ESSAYS FROM WEST OF 98: ATTITUDES, OTHERS, AND OURSELVES

By James M. Decker 

“How are you doing?” How do you respond when someone asks you that familiar question? Like most people, you probably give vague but socially acceptable responses — “fine,” “pretty good,” “not too bad,” etc. On the other hand, we all know people who answer in the extremes. We don’t want to ask how they’re doing, because they’ve determined that their life is worse and more miserable than anyone else’s and they’re eager to explain why. But then there’s the other side, the person who wants to tell everyone how life is so much better and more perfect than yours.

Social media fans the flames of both extremes. Some treat Facebook or Twitter as a personal diary of misfortune, while others curate perfection on their Instagram feed and Facebook photo albums so as to display their chosen life narrative to the world.

All of these responses are insincere. It’s easy to pick on the extremes, because folks generally don’t have it worse or better than everyone else on earth, but our vague non-answers aren’t much better. Our attitude matters to the rest of the world. What we display to others, whether it be positive, negative, or forgettable, makes an impact on others around us.
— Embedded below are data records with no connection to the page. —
//! Query translation from the filter AST to MongoDB query syntax.

use bson::{Document, Bson, doc};

use personstore_core::{
    query::{QueryVisitor, Expr, FieldOp},
    error::DocumentStoreError,
};

use crate::sanitizer::ValueSanitizer;


/// Translates filter expressions into MongoDB query documents.
pub(crate) struct MongoQueryTranslator;

impl MongoQueryTranslator {
    /// Translates an optional filter; `None` matches every document.
    pub(crate) fn translate(filter: Option<&Expr>) -> Result<Document, DocumentStoreError> {
        match filter {
            Some(expr) => MongoQueryTranslator.visit_expr(expr),
            None => Ok(doc! {}),
        }
    }
}

/// Escapes regex metacharacters so a value matches literally.
fn escape_regex(input: &str) -> String {
    let mut escaped = String::with_capacity(input.len());
    for c in input.chars() {
        if "\\.+*?()|[]{}^$#&-~".contains(c) {
            escaped.push('\\');
        }
        escaped.push(c);
    }
    escaped
}

fn string_operand<'a>(op: &str, value: &'a Bson) -> Result<&'a str, DocumentStoreError> {
    value
        .as_str()
        .ok_or_else(|| DocumentStoreError::Backend(format!("{op} operator requires a string value")))
}

fn array_operand(value: &Bson) -> Bson {
    match value {
        Bson::Array(_) => value.clone(),
        single => Bson::Array(vec![single.clone()]),
    }
}

/// Arrays match on an equal element; string fields match on a literal substring.
///
/// A bare `$regex` would also match array elements by substring, so the regex branch
/// is limited to fields whose value is itself a string.
fn contains_clause(field: &str, value: &Bson) -> Document {
    match value {
        Bson::String(s) => doc! {
            "$or": [
                { field: { "$elemMatch": { "$eq": s } } },
                {
                    "$and": [
                        { "$expr": { "$eq": [{ "$type": format!("${field}") }, "string"] } },
                        { field: { "$regex": escape_regex(s) } },
                    ]
                },
            ]
        },
        other => doc! { field: { "$elemMatch": { "$eq": other } } },
    }
}

impl QueryVisitor for MongoQueryTranslator {
    type Output = Document;
    type Error = DocumentStoreError;

    fn visit_and(&mut self, exprs: &[Expr]) -> Result<Self::Output, Self::Error> {
        Ok(doc! {
            "$and": exprs
                .iter()
                .map(|expr| self.visit_expr(expr))
                .collect::<Result<Vec<_>, _>>()?,
        })
    }

    fn visit_or(&mut self, exprs: &[Expr]) -> Result<Self::Output, Self::Error> {
        Ok(doc! {
            "$or": exprs
                .iter()
                .map(|expr| self.visit_expr(expr))
                .collect::<Result<Vec<_>, _>>()?,
        })
    }

    fn visit_not(&mut self, expr: &Expr) -> Result<Self::Output, Self::Error> {
        // `$not` is field-level only; `$nor` negates a whole clause.
        Ok(doc! {
            "$nor": [self.visit_expr(expr)?],
        })
    }

    fn visit_exists(&mut self, field: &str, should_exist: bool) -> Result<Self::Output, Self::Error> {
        let field = ValueSanitizer::sanitize_path(field);

        Ok(doc! {
            field: { "$exists": should_exist },
        })
    }

    fn visit_field(&mut self, field: &str, op: &FieldOp, value: &Bson) -> Result<Self::Output, Self::Error> {
        let field = ValueSanitizer::sanitize_path(field);

        Ok(match op {
            FieldOp::Eq => doc! { field: { "$eq": value } },
            FieldOp::Ne => doc! { field: { "$ne": value } },
            FieldOp::Gt => doc! { field: { "$gt": value } },
            FieldOp::Gte => doc! { field: { "$gte": value } },
            FieldOp::Lt => doc! { field: { "$lt": value } },
            FieldOp::Lte => doc! { field: { "$lte": value } },
            FieldOp::Contains => contains_clause(&field, value),
            FieldOp::NotContains => doc! { "$nor": [contains_clause(&field, value)] },
            FieldOp::StartsWith => doc! {
                field: { "$regex": format!("^{}", escape_regex(string_operand("StartsWith", value)?)) }
            },
            FieldOp::EndsWith => doc! {
                field: { "$regex": format!("{}$", escape_regex(string_operand("EndsWith", value)?)) }
            },
            FieldOp::Includes => doc! { field: { "$elemMatch": { "$eq": value } } },
            FieldOp::AnyOf => doc! { field: { "$in": array_operand(value) } },
            FieldOp::NoneOf => doc! { field: { "$nin": array_operand(value) } },
        })
    }
}

#[cfg(test)]
mod tests {
    use super::*;
    use personstore_core::query::Filter;

    fn translate(expr: Expr) -> Document {
        MongoQueryTranslator::translate(Some(&expr)).unwrap()
    }

    #[test]
    fn equality_and_membership() {
        assert_eq!(
            translate(Filter::eq("name", "Alice Johnson")),
            doc! { "name": { "$eq": "Alice Johnson" } }
        );
        assert_eq!(
            translate(Filter::includes("favoriteFoods", "sushi")),
            doc! { "favoriteFoods": { "$elemMatch": { "$eq": "sushi" } } }
        );
        assert_eq!(
            translate(Filter::any_of("name", ["Mary", "Bob Smith"])),
            doc! { "name": { "$in": ["Mary", "Bob Smith"] } }
        );
    }

    #[test]
    fn string_operators_match_literally() {
        assert_eq!(
            translate(Filter::starts_with("name", "Dr. ")),
            doc! { "name": { "$regex": "^Dr\\. " } }
        );
        assert!(MongoQueryTranslator::translate(Some(&Filter::ends_with("age", 3))).is_err());
    }

    #[test]
    fn contains_splits_strings_from_arrays() {
        let expected = doc! {
            "$or": [
                { "favoriteFoods": { "$elemMatch": { "$eq": "cream" } } },
                {
                    "$and": [
                        { "$expr": { "$eq": [{ "$type": "$favoriteFoods" }, "string"] } },
                        { "favoriteFoods": { "$regex": "cream" } },
                    ]
                },
            ]
        };
        assert_eq!(translate(Filter::contains("favoriteFoods", "cream")), expected);

        let literal = translate(Filter::contains("name", "a+b"));
        let branches = literal.get_array("$or").unwrap();
        let and = branches[1].as_document().unwrap().get_array("$and").unwrap();
        assert_eq!(and[1], Bson::Document(doc! { "name": { "$regex": "a\\+b" } }));

        assert_eq!(
            translate(Filter::contains("scores", 7)),
            doc! { "scores": { "$elemMatch": { "$eq": 7 } } }
        );
    }

    #[test]
    fn not_contains_negates_the_whole_clause() {
        assert_eq!(
            translate(Filter::not_contains("favoriteFoods", 7)),
            doc! { "$nor": [{ "favoriteFoods": { "$elemMatch": { "$eq": 7 } } }] }
        );
    }

    #[test]
    fn negation_uses_nor() {
        assert_eq!(
            translate(Filter::eq("name", "Mary").not()),
            doc! { "$nor": [{ "name": { "$eq": "Mary" } }] }
        );
    }

    #[test]
    fn conjunctions_and_missing_filter() {
        assert_eq!(
            translate(Filter::and([Filter::gt("age", 30), Filter::exists("name")])),
            doc! { "$and": [{ "age": { "$gt": 30 } }, { "name": { "$exists": true } }] }
        );
        assert_eq!(MongoQueryTranslator::translate(None).unwrap(), doc! {});
    }
}
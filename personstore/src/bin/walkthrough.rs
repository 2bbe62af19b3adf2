//! Runs every person store operation once against the configured backend.
//!
//! ```text
//! RUST_LOG=debug cargo run --bin walkthrough
//! PERSON_STORE_BACKEND=mongodb MONGO_URI=mongodb://localhost:27017 cargo run --features mongodb --bin walkthrough
//! ```

use personstore::{prelude::*, telemetry};
use tracing::{error, info};

#[tokio::main]
async fn main() -> DocumentStoreResult<()> {
    telemetry::init();

    let config = StoreConfig::from_env()?;
    info!(backend = ?config.backend, collection = %config.collection, "connecting");

    let people = config.connect().await?;

    let result = walkthrough(&people).await;
    if let Err(err) = &result {
        error!(error = %err, kind = ?err.kind(), "walkthrough failed");
    }

    people.close().await?;
    result
}

async fn walkthrough<B: StoreBackend>(people: &PersonStore<B>) -> DocumentStoreResult<()> {
    let alice = people
        .create(NewPerson::named("Alice Johnson").age(28).favorite_foods(["tacos", "salad"]))
        .await?;
    info!(?alice, "created one");

    let created = people
        .create_many(vec![
            NewPerson::named("Bob Smith").age(34).favorite_foods(["ramen", "burger"]),
            NewPerson::named("Cathy Brown").age(29).favorite_foods(["pasta", "ice cream"]),
            NewPerson::named("Mary").age(22).favorite_foods(["sushi", "tea"]),
            NewPerson::named("Mary").age(41).favorite_foods(["soup"]),
        ])
        .await?;
    info!(created = created.len(), "created many");

    let by_name = people.find_by_predicate(Filter::eq(PersonField::Name, "Alice Johnson")).await?;
    info!(?by_name, "found by name");

    let ramen = people.find_one(Filter::includes(PersonField::FavoriteFoods, "ramen")).await?;
    info!(?ramen, "found one by favorite food");

    let by_id = people.find_by_id(alice.id.to_string()).await?;
    info!(?by_id, "found by id");

    let updated = people
        .update_by_read_modify_write(alice.id, |p| p.favorite_foods.push("sushi".to_string()))
        .await?;
    info!(?updated, "added a favorite food");

    let bob = people
        .find_one_and_update(
            Filter::eq(PersonField::Name, "Bob Smith"),
            PersonPatch::new().age(35),
            FindOneAndUpdateOptions::returning_updated(),
        )
        .await?;
    info!(?bob, "found and updated");

    if let Some(cathy) = created.iter().find(|p| p.name == "Cathy Brown") {
        let removed = people.delete_by_id(cathy.id).await?;
        info!(?removed, "removed by id");
    }

    let removed = people.delete_many(Filter::eq(PersonField::Name, "Mary")).await?;
    info!(removed, "removed many");

    let sushi = people
        .query()
        .filter(Filter::includes(PersonField::FavoriteFoods, "sushi"))
        .sort_by(PersonField::Name, SortDirection::Asc)
        .limit(2)
        .project([PersonField::Age])
        .execute()
        .await?;
    info!(?sushi, "query chain");

    info!(remaining = people.count(None).await?, "done");
    Ok(())
}
#[async_trait]
impl StoreBackend for InMemoryStore {
    async fn ping(&self) -> DocumentStoreResult<()> {
        self.ensure_open()
    }

    async fn insert_documents(&self, documents: Vec<(Uuid, Bson)>, collection: &str) -> DocumentStoreResult<()> {
        self.ensure_open()?;

        let mut store = self.store.write().await;
        let collection_state = store
            .entry(collection.to_string())
            .or_default();

        // Check the whole batch first so a duplicate leaves the collection untouched.
        let mut keys = Vec::with_capacity(documents.len());
        for (id, doc) in &documents {
            let key = id.to_string();

            if collection_state.documents.contains_key(&key) || keys.contains(&key) {
                return Err(DocumentStoreError::DocumentAlreadyExists(key, collection.to_string()));
            }
            if doc.as_document().is_none() {
                return Err(DocumentStoreError::InvalidDocument(format!("{key} is not a document")));
            }

            keys.push(key);
        }

        let inserted = keys.len();
        for (key, (_, doc)) in keys.into_iter().zip(documents) {
            collection_state.push(key, doc);
        }

        debug!(collection, inserted, "inserted documents");

        Ok(())
    }

    async fn get_documents(&self, ids: Vec<Uuid>, collection: &str) -> DocumentStoreResult<Vec<Bson>> {
        self.ensure_open()?;

        let store = self.store.read().await;
        let collection_state = match store.get(collection) {
            Some(col) => col,
            None => return Ok(vec![]),
        };

        Ok(
            ids.into_iter()
                .filter_map(|id| collection_state.documents.get(&id.to_string()))
                .map(|stored| stored.body.clone())
                .collect()
        )
    }

    async fn get_versioned(&self, id: Uuid, collection: &str) -> DocumentStoreResult<Option<Versioned<Bson>>> {
        self.ensure_open()?;

        Ok(
            self.store
                .read()
                .await
                .get(collection)
                .and_then(|col| col.documents.get(&id.to_string()))
                .map(|stored| Versioned::new(stored.version, stored.body.clone()))
        )
    }

    async fn replace_document(
        &self,
        id: Uuid,
        expected_version: u64,
        document: Bson,
        collection: &str,
    ) -> DocumentStoreResult<u64> {
        self.ensure_open()?;

        let key = id.to_string();
        let mut store = self.store.write().await;
        let stored = match store
            .get_mut(collection)
            .and_then(|col| col.documents.get_mut(&key))
        {
            Some(stored) => stored,
            None => return Err(DocumentStoreError::DocumentNotFound(key, collection.to_string())),
        };

        if stored.version != expected_version {
            trace!(collection, id = %key, expected_version, actual_version = stored.version, "version mismatch");
            return Err(DocumentStoreError::conflict(key, collection));
        }

        stored.body = document;
        stored.version += 1;

        debug!(collection, id = %key, version = stored.version, "replaced document");

        Ok(stored.version)
    }

    async fn take_document(&self, id: Uuid, collection: &str) -> DocumentStoreResult<Option<Bson>> {
        self.ensure_open()?;

        let removed = self.store
            .write()
            .await
            .get_mut(collection)
            .and_then(|col| col.documents.remove(&id.to_string()))
            .map(|stored| stored.body);

        debug!(collection, %id, removed = removed.is_some(), "took document");

        Ok(removed)
    }

    async fn delete_matching(&self, filter: Option<Expr>, collection: &str) -> DocumentStoreResult<u64> {
        self.ensure_open()?;

        let mut store = self.store.write().await;
        let collection_state = match store.get_mut(collection) {
            Some(col) => col,
            None => return Ok(0),
        };

        let keys = collection_state.matching_keys(filter.as_ref())?;
        for key in &keys {
            collection_state.documents.remove(key);
        }

        debug!(collection, deleted = keys.len(), "deleted matching documents");

        Ok(keys.len() as u64)
    }

    async fn count_documents(&self, filter: Option<Expr>, collection: &str) -> DocumentStoreResult<u64> {
        self.ensure_open()?;

        Ok(
            match self.store.read().await.get(collection) {
                Some(col) => col.matching_keys(filter.as_ref())?.len() as u64,
                None => 0,
            }
        )
    }

    async fn query_documents(&self, query: Query, collection: &str) -> DocumentStoreResult<Vec<Bson>> {
        self.ensure_open()?;

        let store = self.store.read().await;
        let collection_state = match store.get(collection) {
            Some(col) => col,
            None => return Ok(vec![]),
        };

        // Filter in natural order
        let mut documents = Vec::new();
        for (_, stored) in collection_state.ordered() {
            if DocumentEvaluator::matches(&stored.body, query.filter.as_ref())? {
                documents.push(&stored.body);
            }
        }

        // Stable sort, so ties keep natural order
        if !query.sort.is_empty() {
            documents.sort_by(|a, b| {
                query.sort
                    .iter()
                    .map(|sort| {
                        let ordering = compare_field(a, b, &sort.field);
                        match sort.direction {
                            SortDirection::Asc => ordering,
                            SortDirection::Desc => ordering.reverse(),
                        }
                    })
                    .find(|ordering| ordering.is_ne())
                    .unwrap_or(std::cmp::Ordering::Equal)
            });
        }

        let results = documents
            .into_iter()
            .skip(query.offset.unwrap_or(0))
            .take(query.limit.unwrap_or(usize::MAX))
            .map(|doc| {
                let mut doc = doc.clone();
                if let Some(projection) = &query.projection {
                    projection.apply(&mut doc);
                }
                doc
            })
            .collect::<Vec<_>>();

        trace!(collection, returned = results.len(), "queried documents");

        Ok(results)
    }

    async fn find_one_and_update(
        &self,
        filter: Option<Expr>,
        patch: BsonDocument,
        returning: ReturnDocument,
        collection: &str,
    ) -> DocumentStoreResult<Option<Bson>> {
        self.ensure_open()?;

        let mut store = self.store.write().await;
        let collection_state = match store.get_mut(collection) {
            Some(col) => col,
            None => return Ok(None),
        };

        let Some(key) = collection_state
            .matching_keys(filter.as_ref())?
            .into_iter()
            .next()
        else {
            return Ok(None);
        };
        let Some(stored) = collection_state.documents.get_mut(&key) else {
            return Ok(None);
        };

        let before = stored.body.clone();
        let Some(body) = stored.body.as_document_mut() else {
            return Err(DocumentStoreError::InvalidDocument(format!("{key} is not a document")));
        };
        for (field, value) in patch {
            body.insert(field, value);
        }
        stored.version += 1;

        debug!(collection, id = %key, version = stored.version, "updated first matching document");

        Ok(Some(match returning {
            ReturnDocument::Before => before,
            ReturnDocument::After => stored.body.clone(),
        }))
    }

    async fn create_collection(&self, name: &str) -> DocumentStoreResult<()> {
        self.ensure_open()?;

        self.store
            .write()
            .await
            .entry(name.to_string())
            .or_default();

        Ok(())
    }

    async fn drop_collection(&self, name: &str) -> DocumentStoreResult<()> {
        self.ensure_open()?;

        let mut store = self.store.write().await;

        if store.remove(name).is_none() {
            return Err(DocumentStoreError::CollectionNotFound(name.to_string()));
        }

        Ok(())
    }

    async fn list_collections(&self) -> DocumentStoreResult<Vec<String>> {
        self.ensure_open()?;

        Ok(
            self.store
                .read()
                .await
                .keys()
                .cloned()
                .collect()
        )
    }

    async fn shutdown(&self) -> DocumentStoreResult<()> {
        if !self.closed.swap(true, AtomicOrdering::AcqRel) {
            debug!("in-memory store shut down");
        }

        Ok(())
    }
}
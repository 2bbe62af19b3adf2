use personstore::{memory::InMemoryStore, prelude::*};

async fn seeded() -> PersonStore<InMemoryStore> {
    let people = PersonStore::open(InMemoryStore::new(), &StoreConfig::default())
        .await
        .unwrap();

    people
        .create_many(vec![
            NewPerson::named("Mary").age(22).favorite_foods(["sushi", "tea"]),
            NewPerson::named("Bob Smith").age(34).favorite_foods(["ramen", "burger"]),
            NewPerson::named("Zoe").age(31).favorite_foods(["sushi"]),
            NewPerson::named("Alice Johnson").age(28).favorite_foods(["tacos", "sushi"]),
            NewPerson::named("Cathy Brown").age(29).favorite_foods(["pasta"]),
        ])
        .await
        .unwrap();

    people
}

fn names(people: &[Person]) -> Vec<&str> {
    people.iter().map(|p| p.name.as_str()).collect()
}

#[tokio::test]
async fn sushi_chain() {
    let people = seeded().await;

    let result = people
        .query()
        .filter(Filter::includes(PersonField::FavoriteFoods, "sushi"))
        .sort_by(PersonField::Name, SortDirection::Asc)
        .limit(2)
        .project([PersonField::Age])
        .execute()
        .await
        .unwrap();

    assert_eq!(names(&result), vec!["Alice Johnson", "Mary"]);
    assert!(result.iter().all(|p| p.age.is_none()));
    assert_eq!(result[0].favorite_foods, vec!["tacos", "sushi"]);
}

#[tokio::test]
async fn call_order_does_not_matter() {
    let people = seeded().await;
    let sushi = || Filter::includes(PersonField::FavoriteFoods, "sushi");
    let q = people.query();

    let variants = [
        q.filter(sushi()).sort_by(PersonField::Name, SortDirection::Asc).limit(2).project([PersonField::Age]),
        q.limit(2).project([PersonField::Age]).sort_by(PersonField::Name, SortDirection::Asc).filter(sushi()),
        q.project([PersonField::Age]).filter(sushi()).limit(2).sort_by(PersonField::Name, SortDirection::Asc),
        q.sort_by(PersonField::Name, SortDirection::Asc).limit(2).filter(sushi()).project([PersonField::Age]),
    ];

    let expected = variants[0].execute().await.unwrap();
    assert_eq!(expected.len(), 2);

    for variant in &variants[1..] {
        assert_eq!(variant.execute().await.unwrap(), expected);
    }
}

#[tokio::test]
async fn branches_do_not_interfere() {
    let people = seeded().await;

    let sushi = people
        .query()
        .filter(Filter::includes(PersonField::FavoriteFoods, "sushi"));
    let youngest = sushi.sort_by(PersonField::Age, SortDirection::Asc).limit(1);
    let oldest = sushi.sort_by(PersonField::Age, SortDirection::Desc).limit(1);

    assert_eq!(names(&youngest.execute().await.unwrap()), vec!["Mary"]);
    assert_eq!(names(&oldest.execute().await.unwrap()), vec!["Zoe"]);
    assert_eq!(sushi.execute().await.unwrap().len(), 3);
}

#[tokio::test]
async fn repeated_calls_combine_or_replace() {
    let people = seeded().await;

    let result = people
        .query()
        .filter(Filter::includes(PersonField::FavoriteFoods, "sushi"))
        .filter(Filter::gt(PersonField::Age, 25))
        .sort_by(PersonField::Name, SortDirection::Desc)
        .limit(1)
        .limit(5)
        .project([PersonField::Age])
        .project([PersonField::FavoriteFoods])
        .execute()
        .await
        .unwrap();

    assert_eq!(names(&result), vec!["Zoe", "Alice Johnson"]);
    assert!(result.iter().all(|p| p.age.is_none() && p.favorite_foods.is_empty()));
}

#[tokio::test]
async fn secondary_sort_keys_break_ties() {
    let people = seeded().await;
    people
        .create(NewPerson::named("Aaron").age(29))
        .await
        .unwrap();

    let result = people
        .query()
        .filter(Filter::and([Filter::gte(PersonField::Age, 28), Filter::lte(PersonField::Age, 29)]))
        .sort_by(PersonField::Age, SortDirection::Desc)
        .sort_by(PersonField::Name, SortDirection::Asc)
        .execute()
        .await
        .unwrap();

    assert_eq!(names(&result), vec!["Aaron", "Cathy Brown", "Alice Johnson"]);
}

#[tokio::test]
async fn skip_applies_after_sort_and_before_limit() {
    let people = seeded().await;

    let result = people
        .query()
        .limit(2)
        .skip(1)
        .sort_by(PersonField::Name, SortDirection::Asc)
        .execute()
        .await
        .unwrap();

    assert_eq!(names(&result), vec!["Bob Smith", "Cathy Brown"]);
}

#[tokio::test]
async fn unsorted_results_keep_insertion_order() {
    let people = seeded().await;

    let result = people.query().execute().await.unwrap();

    assert_eq!(
        names(&result),
        vec!["Mary", "Bob Smith", "Zoe", "Alice Johnson", "Cathy Brown"]
    );
}

#[tokio::test]
async fn required_fields_cannot_be_projected_away() {
    let people = seeded().await;

    for field in [PersonField::Id, PersonField::Name] {
        let err = people
            .query()
            .project([PersonField::Age, field])
            .execute()
            .await
            .unwrap_err();
        assert_eq!(err.kind(), ErrorKind::Validation, "{field}");
    }
}

#[tokio::test]
async fn empty_result_is_not_an_error() {
    let people = seeded().await;

    let result = people
        .query()
        .filter(Filter::includes(PersonField::FavoriteFoods, "pizza"))
        .execute()
        .await
        .unwrap();

    assert!(result.is_empty());
}

#[tokio::test]
async fn zero_limit_returns_nothing() {
    let people = seeded().await;

    let result = people
        .query()
        .sort_by(PersonField::Name, SortDirection::Asc)
        .limit(0)
        .execute()
        .await
        .unwrap();

    assert!(result.is_empty());
}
In Matthew 12:33, Jesus says “Make a tree good and its fruit will be good, or make a tree bad and its fruit will be bad, for a tree is recognized by its fruit. You brood of vipers, how can you who are evil say anything good? For the mouth speaks what the heart is full of. A good man brings good things out of the good stored up in him, and an evil man brings evil things out of the evil stored up in him. But I tell you that everyone will have to give account on the day of judgment for every empty word they have spoken.”

All of us will bear fruit to the rest of the world: good, bad, or empty. It’s not our choice as to whether we DO bear fruit, but it is our choice as to what kind of fruit we want to bear. When someone encounters us, what lasting impact do we want to leave? Do we want people to dread seeing us because we talk in insincere extremes of misery or perfection? Do we want to leave them with an empty feeling of meaningless interaction? Or we do we want to be the people who make someone’s day better after we interact with them?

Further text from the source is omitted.